> **GIVEN INFORMATION**:
//! In-process store. All tables sit behind one mutex, so every trait method
//! is atomic with respect to the others.

use std::collections::{BTreeMap, HashSet};

use async_trait::async_trait;
use chrono::Utc;
use tokio::sync::Mutex;

use super::{Page, Store, StoreResult};
use crate::domain::aggregates::{
    Answer, DeletedOrder, NewOrder, Order, OrderLineItem, Product, PurgeCounts, Question, Review, ReviewVideo,
    SourcedProduct, Transition,
};
use crate::domain::value_objects::{ModerationStatus, OrderStatus};

#[derive(Default)]
struct Tables {
    users: HashSet<String>,
    products: BTreeMap<String, Product>,
    orders: BTreeMap<String, Order>,
    line_items: Vec<OrderLineItem>,
    reviews: BTreeMap<String, Review>,
    review_videos: BTreeMap<String, ReviewVideo>,
    questions: BTreeMap<String, Question>,
    answers: Vec<Answer>,
    sourced_products: Vec<SourcedProduct>,
}

#[derive(Default)]
pub struct MemoryStore {
    tables: Mutex<Tables>,
}

impl MemoryStore {
    pub fn new() -> Self { Self::default() }

    pub async fn add_user(&self, user_id: impl Into<String>) {
        self.tables.lock().await.users.insert(user_id.into());
    }

    pub async fn add_review(&self, review: Review) {
        self.tables.lock().await.reviews.insert(review.id.clone(), review);
    }

    pub async fn add_review_video(&self, video: ReviewVideo) {
        self.tables.lock().await.review_videos.insert(video.id.clone(), video);
    }

    pub async fn add_sourced_product(&self, product: SourcedProduct) {
        self.tables.lock().await.sourced_products.push(product);
    }

    pub async fn answers_for(&self, question_id: &str) -> Vec<Answer> {
        let t = self.tables.lock().await;
        t.answers.iter().filter(|a| a.question_id == question_id).cloned().collect()
    }

    pub async fn review(&self, id: &str) -> Option<Review> {
        self.tables.lock().await.reviews.get(id).cloned()
    }

    pub async fn review_video(&self, id: &str) -> Option<ReviewVideo> {
        self.tables.lock().await.review_videos.get(id).cloned()
    }

    pub async fn sourced_product_count(&self) -> usize {
        self.tables.lock().await.sourced_products.len()
    }
}

#[async_trait]
impl Store for MemoryStore {
    async fn user_exists(&self, user_id: &str) -> StoreResult<bool> {
        Ok(self.tables.lock().await.users.contains(user_id))
    }

    async fn insert_product(&self, product: &Product) -> StoreResult<()> {
        self.tables.lock().await.products.insert(product.id.clone(), product.clone());
        Ok(())
    }

    async fn find_product(&self, id: &str) -> StoreResult<Option<Product>> {
        Ok(self.tables.lock().await.products.get(id).cloned())
    }

    async fn find_products(&self, ids: &[String]) -> StoreResult<Vec<Product>> {
        let t = self.tables.lock().await;
        Ok(ids.iter().filter_map(|id| t.products.get(id).cloned()).collect())
    }

    async fn insert_order(&self, order: &NewOrder) -> StoreResult<Order> {
        let mut t = self.tables.lock().await;
        let record = order.to_order();
        t.orders.insert(record.id.clone(), record.clone());
        t.line_items.extend(order.items().iter().cloned());
        Ok(record)
    }

    async fn find_order(&self, id: &str) -> StoreResult<Option<Order>> {
        Ok(self.tables.lock().await.orders.get(id).cloned())
    }

    async fn find_order_by_reference(&self, reference: &str) -> StoreResult<Option<Order>> {
        let t = self.tables.lock().await;
        Ok(t.orders.values().find(|o| o.toss_order_id == reference).cloned())
    }

    async fn line_items(&self, order_id: &str) -> StoreResult<Vec<OrderLineItem>> {
        let t = self.tables.lock().await;
        Ok(t.line_items.iter().filter(|i| i.order_id == order_id).cloned().collect())
    }

    async fn list_orders(&self, user_id: Option<&str>, page: Page) -> StoreResult<(Vec<Order>, i64)> {
        let t = self.tables.lock().await;
        let mut orders: Vec<Order> = t.orders.values()
            .filter(|o| user_id.map_or(true, |u| o.user_id == u))
            .cloned()
            .collect();
        orders.sort_by(|a, b| b.created_at.cmp(&a.created_at).then_with(|| b.id.cmp(&a.id)));
        let total = orders.len() as i64;
        let page_orders = orders.into_iter()
            .skip(page.offset() as usize)
            .take(page.limit as usize)
            .collect();
        Ok((page_orders, total))
    }

    async fn set_order_status(&self, id: &str, status: OrderStatus) -> StoreResult<Option<Order>> {
        let mut t = self.tables.lock().await;
        Ok(t.orders.get_mut(id).map(|o| {
            o.status = status;
            o.updated_at = Utc::now();
            o.clone()
        }))
    }

    async fn transition_order_status(&self, id: &str, from: OrderStatus, to: OrderStatus) -> StoreResult<Option<Transition>> {
        let mut t = self.tables.lock().await;
        Ok(t.orders.get_mut(id).map(|o| {
            if o.status == from {
                o.status = to;
                o.updated_at = Utc::now();
                Transition::Applied(o.clone())
            } else {
                Transition::Unchanged(o.clone())
            }
        }))
    }

    async fn delete_order_cascade(&self, id: &str) -> StoreResult<Option<DeletedOrder>> {
        let mut t = self.tables.lock().await;
        let Some(order) = t.orders.remove(id) else { return Ok(None) };
        let before = t.line_items.len();
        t.line_items.retain(|i| i.order_id != id);
        let deleted_line_items = (before - t.line_items.len()) as u64;
        Ok(Some(DeletedOrder { order, deleted_line_items }))
    }

    async fn delete_orders_for_user(&self, user_id: &str) -> StoreResult<PurgeCounts> {
        let mut t = self.tables.lock().await;
        let ids: HashSet<String> = t.orders.values().filter(|o| o.user_id == user_id).map(|o| o.id.clone()).collect();
        let before = t.line_items.len();
        t.line_items.retain(|i| !ids.contains(&i.order_id));
        let deleted_line_items = (before - t.line_items.len()) as u64;
        t.orders.retain(|id, _| !ids.contains(id));
        Ok(PurgeCounts { deleted_orders: ids.len() as u64, deleted_line_items })
    }

    async fn list_reviews(&self, status: Option<ModerationStatus>) -> StoreResult<Vec<Review>> {
        let t = self.tables.lock().await;
        let mut reviews: Vec<Review> = t.reviews.values()
            .filter(|r| status.map_or(true, |s| r.status == s))
            .cloned()
            .collect();
        reviews.sort_by(|a, b| b.created_at.cmp(&a.created_at).then_with(|| b.id.cmp(&a.id)));
        Ok(reviews)
    }

    async fn set_review_status(&self, id: &str, status: ModerationStatus) -> StoreResult<Option<Review>> {
        let mut t = self.tables.lock().await;
        Ok(t.reviews.get_mut(id).map(|r| {
            r.status = status;
            r.updated_at = Utc::now();
            r.clone()
        }))
    }

    async fn list_review_videos(&self, status: Option<ModerationStatus>) -> StoreResult<Vec<ReviewVideo>> {
        let t = self.tables.lock().await;
        let mut videos: Vec<ReviewVideo> = t.review_videos.values()
            .filter(|v| status.map_or(true, |s| v.status == s))
            .cloned()
            .collect();
        videos.sort_by(|a, b| b.created_at.cmp(&a.created_at).then_with(|| b.id.cmp(&a.id)));
        Ok(videos)
    }

    async fn set_review_video_status(&self, id: &str, status: ModerationStatus) -> StoreResult<Option<ReviewVideo>> {
        let mut t = self.tables.lock().await;
        Ok(t.review_videos.get_mut(id).map(|v| {
            v.status = status;
            v.updated_at = Utc::now();
            v.clone()
        }))
    }

    async fn insert_question(&self, question: &Question) -> StoreResult<()> {
        self.tables.lock().await.questions.insert(question.id.clone(), question.clone());
        Ok(())
    }

    async fn find_question(&self, id: &str) -> StoreResult<Option<Question>> {
        Ok(self.tables.lock().await.questions.get(id).cloned())
    }

    async fn insert_answer(&self, answer: &Answer) -> StoreResult<()> {
        self.tables.lock().await.answers.push(answer.clone());
        Ok(())
    }

    async fn delete_sourced_products(&self, status: Option<&str>) -> StoreResult<u64> {
        let mut t = self.tables.lock().await;
        let before = t.sourced_products.len();
        t.sourced_products.retain(|p| status.is_some_and(|s| p.status != s));
        Ok((before - t.sourced_products.len()) as u64)
    }
}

> **WORK ORDER**: Only the lines above starting with the one with "Transition::Applied(o.clone())" and going through the one with "t.line_items.retain(|i| i.order_id != id);" are to be copied, word for word and with both ends kept.

> **YOUR RESPONSE**:
                Transition::Applied(o.clone())
            } else {
                Transition::Unchanged(o.clone())
            }
        }))
    }

    async fn delete_order_cascade(&self, id: &str) -> StoreResult<Option<DeletedOrder>> {
        let mut t = self.tables.lock().await;
        let Some(order) = t.orders.remove(id) else { return Ok(None) };
        let before = t.line_items.len();
        t.line_items.retain(|i| i.order_id != id);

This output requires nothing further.